We will use the library `ggplot2` and the command `ggplot` to create a bar chart, using the dataframe "table" containing the percentages of satisfaction with democracy for men and women.
This command requires an aesthetic where it is specified that "Var1" will be included on the X axis, which corresponds to the categories of satisfaction with democracy.
The "Freq" is included on the Y axis, which corresponds to percentages.
Also included is the specification `fill` to indicate that it will be split into Male/Female groups for each category of "Var1" and `ymax` to specify the upper limit of the Y axis.

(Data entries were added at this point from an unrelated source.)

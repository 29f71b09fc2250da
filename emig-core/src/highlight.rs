//! Linked hover highlighting across the map and the bar chart.
//!
//! Every rendered element registers the stroke it was created with. Hovering
//! a group paints all of its elements with the highlight stroke; leaving it
//! restores each element from that creation snapshot, never from whatever
//! the views currently show.

use crate::config::LabelOffsets;
use crate::coordinator::ViewUpdate;
use crate::label::{place_label, Label, LabelMeasure, Point, Size};
use log::debug;
use serde::{Deserialize, Serialize};
use std::collections::HashMap;

#[derive(Debug, Clone, PartialEq, Serialize, Deserialize)]
pub struct StrokeStyle {
    pub stroke: String,
    pub stroke_width: f64,
}

impl StrokeStyle {
    pub fn new(stroke: impl Into<String>, stroke_width: f64) -> Self {
        Self {
            stroke: stroke.into(),
            stroke_width,
        }
    }
}

#[derive(Debug, Clone, Copy, PartialEq, Eq, Hash, Serialize)]
#[serde(rename_all = "snake_case")]
pub enum ViewKind {
    Map,
    Bar,
}

/// A rendered element: which view it lives in and the region key it encodes.
#[derive(Debug, Clone, PartialEq, Eq, Hash, Serialize)]
pub struct ElementId {
    pub view: ViewKind,
    pub key: String,
}

impl ElementId {
    pub fn map(key: impl Into<String>) -> Self {
        Self {
            view: ViewKind::Map,
            key: key.into(),
        }
    }

    pub fn bar(key: impl Into<String>) -> Self {
        Self {
            view: ViewKind::Bar,
            key: key.into(),
        }
    }
}

/// Stroke an element had when it was created. Read-only once captured.
#[derive(Debug, Clone, PartialEq, Serialize)]
pub struct StyleSnapshot {
    style: StrokeStyle,
}

impl StyleSnapshot {
    pub fn style(&self) -> &StrokeStyle {
        &self.style
    }
}

#[derive(Debug, Clone)]
struct Registered {
    group_name: String,
    snapshot: StyleSnapshot,
}

/// Side map from element to its creation snapshot and group.
#[derive(Debug, Clone, Default)]
pub struct StyleStore {
    entries: HashMap<ElementId, Registered>,
    order: Vec<ElementId>,
}

impl StyleStore {
    /// Capture `style` for `element`.
    ///
    /// Returns `false`, keeping the first snapshot, if the element was
    /// already registered.
    pub fn capture(&mut self, element: ElementId, group_name: &str, style: StrokeStyle) -> bool {
        if self.entries.contains_key(&element) {
            return false;
        }
        self.order.push(element.clone());
        self.entries.insert(
            element,
            Registered {
                group_name: group_name.to_string(),
                snapshot: StyleSnapshot { style },
            },
        );
        true
    }

    pub fn snapshot(&self, element: &ElementId) -> Option<&StyleSnapshot> {
        self.entries.get(element).map(|r| &r.snapshot)
    }

    /// Elements of `group_name`, in registration order.
    pub fn group<'a>(&'a self, group_name: &'a str) -> impl Iterator<Item = &'a ElementId> + 'a {
        self.order
            .iter()
            .filter(move |id| self.entries[*id].group_name == group_name)
    }

    pub fn len(&self) -> usize {
        self.order.len()
    }

    pub fn is_empty(&self) -> bool {
        self.order.is_empty()
    }
}

/// A stroke the rendering layer must apply to one element.
#[derive(Debug, Clone, PartialEq, Serialize)]
pub struct StyleChange {
    pub element: ElementId,
    pub style: StrokeStyle,
}

#[derive(Debug, Clone)]
pub struct HighlightController {
    store: StyleStore,
    current: HashMap<ElementId, StrokeStyle>,
    highlight_style: StrokeStyle,
    offsets: LabelOffsets,
    label: Option<Label>,
}

impl HighlightController {
    pub fn new(highlight_style: StrokeStyle, offsets: LabelOffsets) -> Self {
        Self {
            store: StyleStore::default(),
            current: HashMap::new(),
            highlight_style,
            offsets,
            label: None,
        }
    }

    /// Called by the rendering layer when it creates an element.
    pub fn register_element(&mut self, element: ElementId, group_name: &str, style: StrokeStyle) {
        if self.store.capture(element.clone(), group_name, style.clone()) {
            self.current.insert(element, style);
        }
    }

    pub fn store(&self) -> &StyleStore {
        &self.store
    }

    /// Stroke currently applied to `element`.
    pub fn current_style(&self, element: &ElementId) -> Option<&StrokeStyle> {
        self.current.get(element)
    }

    pub fn label(&self) -> Option<&Label> {
        self.label.as_ref()
    }

    /// Highlight every element of `group_name` and show its label.
    ///
    /// Any label already on screen is replaced.
    pub fn on_highlight(&mut self, group_name: &str, update: &ViewUpdate) -> Vec<StyleChange> {
        debug!("[EMIG] highlight: {}", group_name);
        let changes = self.restyle_group(group_name, |_, highlight| highlight.clone());

        let region_name = update
            .display_name_for_group(group_name)
            .unwrap_or(group_name);
        self.label = Some(Label::new(
            group_name,
            update.value_for_group(group_name),
            update.attribute.as_str(),
            region_name,
        ));
        changes
    }

    /// Restore every element of `group_name` to its creation stroke and drop the label.
    pub fn on_dehighlight(&mut self, group_name: &str) -> Vec<StyleChange> {
        debug!("[EMIG] dehighlight: {}", group_name);
        self.label = None;
        self.restyle_group(group_name, |snapshot, _| snapshot.style().clone())
    }

    /// Move the visible label next to `cursor`, measuring it first.
    ///
    /// Returns the new top-left corner, or `None` when there is no label or
    /// it cannot be measured yet.
    pub fn on_move(
        &mut self,
        cursor: Point,
        viewport: Size,
        measure: &dyn LabelMeasure,
    ) -> Option<Point> {
        let offsets = self.offsets;
        let label = self.label.as_mut()?;
        let size = measure.measure(label)?;
        let position = place_label(cursor, size, viewport, &offsets);
        label.position = Some(position);
        Some(position)
    }

    fn restyle_group<F>(&mut self, group_name: &str, pick: F) -> Vec<StyleChange>
    where
        F: Fn(&StyleSnapshot, &StrokeStyle) -> StrokeStyle,
    {
        let mut changes = Vec::new();
        for element in self.store.group(group_name) {
            let Some(snapshot) = self.store.snapshot(element) else {
                continue;
            };
            let style = pick(snapshot, &self.highlight_style);
            self.current.insert(element.clone(), style.clone());
            changes.push(StyleChange {
                element: element.clone(),
                style,
            });
        }
        changes
    }
}

#[cfg(test)]
mod tests {
    use super::*;
    use crate::attribute::AttributeName;
    use crate::config::MapConfig;
    use crate::coordinator::ViewSyncCoordinator;
    use crate::join::join;
    use crate::record::Record;
    use crate::region::RegionFeature;

    fn fixture() -> (ViewSyncCoordinator, HighlightController) {
        let records = vec![
            Record::new("PL", "Poland").with_value(AttributeName::RussianFederation, 1200.0),
            Record::new("RO", "Romania").with_value(AttributeName::RussianFederation, 800.0),
        ];
        let regions = vec![
            RegionFeature::new("PL", "Poland", "Republic of Poland"),
            RegionFeature::new("RO", "Romania", "Romania"),
        ];
        let config = MapConfig::default();
        let coordinator = ViewSyncCoordinator::new(
            join(regions, &records),
            &records,
            config.clone(),
            AttributeName::RussianFederation,
        );
        let mut controller = HighlightController::new(config.highlight_stroke.clone(), config.label);
        controller.register_element(ElementId::map("PL"), "Poland", StrokeStyle::new("#FFF", 0.5));
        controller.register_element(ElementId::map("RO"), "Romania", StrokeStyle::new("#FFF", 0.5));
        controller.register_element(ElementId::bar("PL"), "Poland", StrokeStyle::new("none", 0.0));
        controller.register_element(ElementId::bar("RO"), "Romania", StrokeStyle::new("none", 0.0));
        (coordinator, controller)
    }

    #[test]
    fn highlight_touches_both_views_of_the_group() {
        let (coordinator, mut controller) = fixture();
        let changes = controller.on_highlight("Poland", coordinator.latest());
        let ids: Vec<&ElementId> = changes.iter().map(|c| &c.element).collect();
        assert_eq!(ids, vec![&ElementId::map("PL"), &ElementId::bar("PL")]);
        assert!(changes.iter().all(|c| c.style == StrokeStyle::new("blue", 2.0)));
        assert_eq!(
            controller.current_style(&ElementId::map("RO")),
            Some(&StrokeStyle::new("#FFF", 0.5)),
            "other groups are untouched"
        );
    }

    #[test]
    fn dehighlight_restores_creation_snapshot() {
        let (mut coordinator, mut controller) = fixture();
        for attr in [AttributeName::Ukraine, AttributeName::Poland, AttributeName::RussianFederation] {
            controller.on_highlight("Poland", coordinator.latest());
            coordinator.on_attribute_changed(attr);
            controller.on_dehighlight("Poland");
        }
        assert_eq!(
            controller.current_style(&ElementId::map("PL")),
            Some(&StrokeStyle::new("#FFF", 0.5))
        );
        assert_eq!(
            controller.current_style(&ElementId::bar("PL")),
            Some(&StrokeStyle::new("none", 0.0))
        );
    }

    #[test]
    fn snapshot_is_written_once() {
        let (_, mut controller) = fixture();
        controller.register_element(ElementId::map("PL"), "Poland", StrokeStyle::new("red", 9.0));
        assert_eq!(
            controller.store().snapshot(&ElementId::map("PL")).unwrap().style(),
            &StrokeStyle::new("#FFF", 0.5)
        );
        assert_eq!(controller.store().len(), 4);
    }

    #[test]
    fn label_shows_formatted_value_and_attribute() {
        let (coordinator, mut controller) = fixture();
        controller.on_highlight("Poland", coordinator.latest());
        let label = controller.label().unwrap();
        assert_eq!(label.value_text, "1,200,000");
        assert_eq!(label.attribute, "Russian Federation");
        assert_eq!(label.region_name, "Republic of Poland");
    }

    #[test]
    fn only_one_label_exists() {
        let (coordinator, mut controller) = fixture();
        controller.on_highlight("Poland", coordinator.latest());
        controller.on_highlight("Romania", coordinator.latest());
        assert_eq!(controller.label().unwrap().group_name, "Romania");
        controller.on_dehighlight("Romania");
        assert!(controller.label().is_none());
    }

    #[test]
    fn move_uses_measured_size() {
        let (coordinator, mut controller) = fixture();
        let viewport = Size::new(800.0, 600.0);
        assert_eq!(controller.on_move(Point::new(10.0, 300.0), viewport, &Size::new(100.0, 40.0)), None);

        controller.on_highlight("Poland", coordinator.latest());
        let narrow = controller
            .on_move(Point::new(650.0, 300.0), viewport, &Size::new(100.0, 40.0))
            .unwrap();
        let wide = controller
            .on_move(Point::new(650.0, 300.0), viewport, &Size::new(200.0, 40.0))
            .unwrap();
        assert_eq!(narrow.x, 660.0);
        assert_eq!(wide.x, 440.0, "a wider label flips left of the cursor");
        assert_eq!(controller.label().unwrap().position, Some(wide));
    }
}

After defining the variables in the axes, it is indicated that a bar graph is wanted with the command `geom_bar` and with the specification `position="dodge"` it is indicated that a graph with bars separated by each combination of categories is wanted.
The specification `stat="identity"` is added to indicate that the command works with the data in the table.

The command `geom_text` includes the percentages of each bar, which is found in the "Freq" column.
These percentages are rounded with `round` to 1 decimal place and the "%" symbol is added with `paste`.
Also included is the specification `position=position_dodge(...)` which places these percentages at the top of each column.
The default option within this specification is `width=NULL`, but this way the percentages would be misplaced, so `width=0.9` is defined to center the percentages.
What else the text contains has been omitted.